Circusd unresponsive when cmd is wrong and max_retry = -1

jeroenhe commented 3 years ago

Problem description

In short: circusd version 0.17.1 becomes unresponsive when a cmd is wrongly defined inside the applications configuration and also has max_retry set to -1.

What does happen When starting circusd with the above situation present:

circusd starts outputting warnings at an alarming high rate: circus[1] [WARNING] error in 'app3': [Errno 2] No such file or directory: '/srv/mine/app3-broken': '/srv/mine/app3-broken'
circusd becomes unresponsive to queries from circusctl
other configured applications that where not yet started, won't get started

What I'd like to happen instead

circusd stays responsive to queries from circusctl
circusd keeps trying to start my app with the watcher, but with a small configurable delay, so it doesn't get overloaded.

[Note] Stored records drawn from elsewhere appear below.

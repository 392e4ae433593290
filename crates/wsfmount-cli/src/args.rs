// Copyright (c) Contributors to the SPK project.
// SPDX-License-Identifier: Apache-2.0
// https://github.com/spkenv/spk

use std::path::PathBuf;

use clap::{Parser, Subcommand};
use miette::Result;
use wsfmount::Config;

#[cfg(test)]
#[path = "./args_test.rs"]
mod args_test;

/// Read by [`configure_logging`] when no verbosity flags are given.
pub const WSFMOUNT_LOG: &str = "WSFMOUNT_LOG";

/// Attach remote workspace filesystems and blob stores to this machine
#[derive(Debug, Parser)]
#[clap(name = "wsfmount", version = wsfmount::VERSION)]
pub struct Opt {
    /// Make output more verbose, can be specified more than once
    #[clap(short, long, action = clap::ArgAction::Count, global = true)]
    pub verbose: u8,

    /// Load this configuration file after the system and user ones
    #[clap(long, global = true, value_name = "FILE")]
    pub config: Option<PathBuf>,

    /// Use this region instead of deriving one from the hostname
    #[clap(long, global = true, env = "WSFMOUNT_HOST_REGION")]
    pub region: Option<String>,

    #[clap(subcommand)]
    pub cmd: Option<Command>,
}

#[derive(Debug, Subcommand)]
pub enum Command {
    Mount(super::cmd_mount::CmdMount),
    Plan(super::cmd_plan::CmdPlan),
    Region(super::cmd_region::CmdRegion),
}

impl Opt {
    /// Load the configuration, with command line flags taking precedence.
    pub fn load_config(&self) -> wsfmount::Result<Config> {
        let mut config = wsfmount::load_config(self.config.as_deref())?;
        if let Some(region) = self.region.as_deref().filter(|r| !r.trim().is_empty()) {
            config.host.region = Some(region.to_string());
        }
        Ok(config)
    }

    pub fn run(&self, config: &Config) -> Result<i32> {
        match &self.cmd {
            None => super::cmd_mount::CmdMount::default().run(config),
            Some(Command::Mount(cmd)) => cmd.run(config),
            Some(Command::Plan(cmd)) => cmd.run(config),
            Some(Command::Region(cmd)) => cmd.run(config),
        }
    }
}

/// The tracing filter directives for the given verbosity.
///
/// With no verbosity, any existing `WSFMOUNT_LOG` value is used, and
/// `RUST_LOG` is always appended as a set of overrides.
pub fn log_directives(
    verbosity: u8,
    existing: Option<String>,
    overrides: Option<String>,
) -> String {
    let mut config = match verbosity {
        0 => existing.unwrap_or_else(|| "wsfmount=info,warn".to_string()),
        1 => "wsfmount=debug,info".to_string(),
        2 => "wsfmount=trace,info".to_string(),
        _ => "trace".to_string(),
    };
    if let Some(overrides) = overrides {
        config.push(',');
        config.push_str(&overrides);
    }
    config
}

pub fn configure_logging(verbosity: u8) {
    use tracing_subscriber::layer::SubscriberExt;
    use tracing_subscriber::Layer;

    let config = log_directives(
        verbosity,
        std::env::var(WSFMOUNT_LOG).ok(),
        std::env::var("RUST_LOG").ok(),
    );
    let env_filter = tracing_subscriber::filter::EnvFilter::new(config);
    let stderr_log = tracing_subscriber::fmt::layer()
        .without_time()
        .with_target(verbosity > 2)
        .with_writer(std::io::stderr);
    let sub = tracing_subscriber::registry().with(stderr_log.with_filter(env_filter));
    if let Err(err) = tracing::subscriber::set_global_default(sub) {
        eprintln!("failed to initialize logging: {err}");
    }
}

/// Report the outcome of a command, returning the process exit code.
pub fn handle_result(result: Result<i32>) -> i32 {
    match result {
        Ok(code) => code,
        Err(err) => {
            match err.downcast_ref::<wsfmount::Error>() {
                Some(inner) => {
                    tracing::error!(category = %inner.category(), "mount session failed")
                }
                None => tracing::error!("mount session failed"),
            }
            eprintln!("{err:?}");
            1
        }
    }
}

What about settings max_retry to something else than -1? A possible workaround could be to set max_retry set to (say) 5. This will stop the problem of circusd becoming unresponsive, but it will also cause the process to not be started when it would have started normally (given a correct cmd) and stopped 5 times in a row for other reasons.

Reproducing the issue I have created a proof of concept for the issue so it can be easily reproduced. Instructions on running it are in the README. I hope this helps.

MFlossmann commented 3 years ago

Apart from the general question of “Should circus be ‘taken hostage’ by faulty commands?”: Would the Flapping Plugin solve your issue?

jeroenhe commented 3 years ago

Apart from the general question of “Should circus be ‘taken hostage’ by faulty commands?”: Would the Flapping Plugin solve your issue?

Thank you for your reply.

In my proof of concept I have already made use of the flapping plugin, but this doesn't solve the issue of circusd becoming unavailable. The config related to the flapping plugin looks like this:

[plugin:flapping]
use = circus.plugins.flapping.Flapping
# the number of times a process can restart, within window seconds, before we consider it flapping (default: 2)
attempts = 2
# the time window in seconds to test for flapping. If the process restarts more than attempts times within this time window, we consider it a flapping process. (default: 1)
window = 60
# the number of times we attempt to start a process that has been flapping, before we abandon and stop the whole watcher. (default: 5) Set to -1 to disable max_retry and retry indefinitely.
max_retry = -1
# time in seconds to wait until we try to start again a process that has been flapping. (default: 7)
retry_in = 7

If there is something I can change in this configuration to prevent circusd from becoming unresponsive, please tell me :)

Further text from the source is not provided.